Scan the data below and copy each line where "entry" occurs.

(Saved data entries)
== Segment start ==
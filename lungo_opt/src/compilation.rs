//! The compile entry and the per-VM compiler context.
//!
//! One [`Compiler`] is shared by every compilation thread; each call to
//! [`compile`](Compiler::compile) owns its own IR arena, operand pool and code buffer, so
//! compilations proceed in parallel without touching each other. Only the stub cache is shared,
//! behind its own lock.

use crate::backend::{FrameMap, StubCache, emit};
use crate::error::Result;
use crate::graph::build_graph;
use crate::hir::Ir;
use crate::lir::generate_lir;
use crate::options::Options;
use lungo_code::{Method, Runtime, Target, TargetMethod};
use std::sync::Arc;
use tracing::{debug, warn};

/// Process wide compiler state: the target description, the runtime interface, the options and
/// the shared stub cache.
pub struct CompilerContext {
    pub target: Target,
    pub runtime: Arc<dyn Runtime>,
    pub options: Options,
    pub stubs: StubCache,
}

impl std::fmt::Debug for CompilerContext {
    fn fmt(&self, f: &mut std::fmt::Formatter<'_>) -> std::fmt::Result {
        f.debug_struct("CompilerContext")
            .field("target", &self.target)
            .field("options", &self.options)
            .finish_non_exhaustive()
    }
}

/// The optimizing method compiler.
#[derive(Clone, Debug)]
pub struct Compiler {
    context: Arc<CompilerContext>,
}

impl Compiler {
    /// Create a compiler for `target`, querying `runtime` for resolution and XIR templates.
    #[must_use]
    pub fn new(target: Target, runtime: Arc<dyn Runtime>, options: Options) -> Compiler {
        Compiler {
            context: Arc::new(CompilerContext {
                target,
                runtime,
                options,
                stubs: StubCache::new(),
            }),
        }
    }

    /// Return the shared compiler context.
    #[must_use]
    pub fn context(&self) -> &Arc<CompilerContext> {
        &self.context
    }

    /// Compile `method` into a sealed target method, entering at `osr_bci` instead of the
    /// method entry when given.
    ///
    /// # Errors
    ///
    /// Any error is a bailout: the caller is expected to fall back to the baseline compiler or
    /// the interpreter. Nothing of a failed compilation is observable.
    pub fn compile(&self, method: &Arc<Method>, osr_bci: Option<u32>) -> Result<TargetMethod> {
        let context = &self.context;
        let filtered = context.options.matches_filter(&method.name)
            || context.options.matches_filter(&method.holder);
        if filtered {
            debug!(method = %method, ?osr_bci, "compiling");
        }
        let result = self.compile_inner(method, osr_bci);
        match &result {
            Ok(target_method) => {
                if filtered {
                    debug!(method = %method, code = target_method.code().len(), "compiled");
                }
            }
            Err(error) => {
                warn!(method = %method, %error, "compilation bailed out");
            }
        }
        result
    }

    fn compile_inner(&self, method: &Arc<Method>, osr_bci: Option<u32>) -> Result<TargetMethod> {
        let context = &self.context;
        let mut ir: Ir = build_graph(
            context.runtime.as_ref(),
            &context.options,
            Arc::clone(method),
            osr_bci,
        )?;
        debug_assert_eq!(Ok(()), ir.verify(), "graph invariants after build");
        let lir = generate_lir(
            &mut ir,
            context.runtime.as_ref(),
            &context.options,
            &context.target,
            method,
        )?;
        let frame = FrameMap::build(
            &lir.variables,
            ir.max_locks,
            lir.stack_alloc_bytes,
            lir.max_outgoing_slots,
            &context.target,
        );
        emit(&ir, &lir, &frame, &context.target, method.to_string())
    }
}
== Segment end ==
● Result of the exercise
//! The compile entry and the per-VM compiler context.
    /// method entry when given.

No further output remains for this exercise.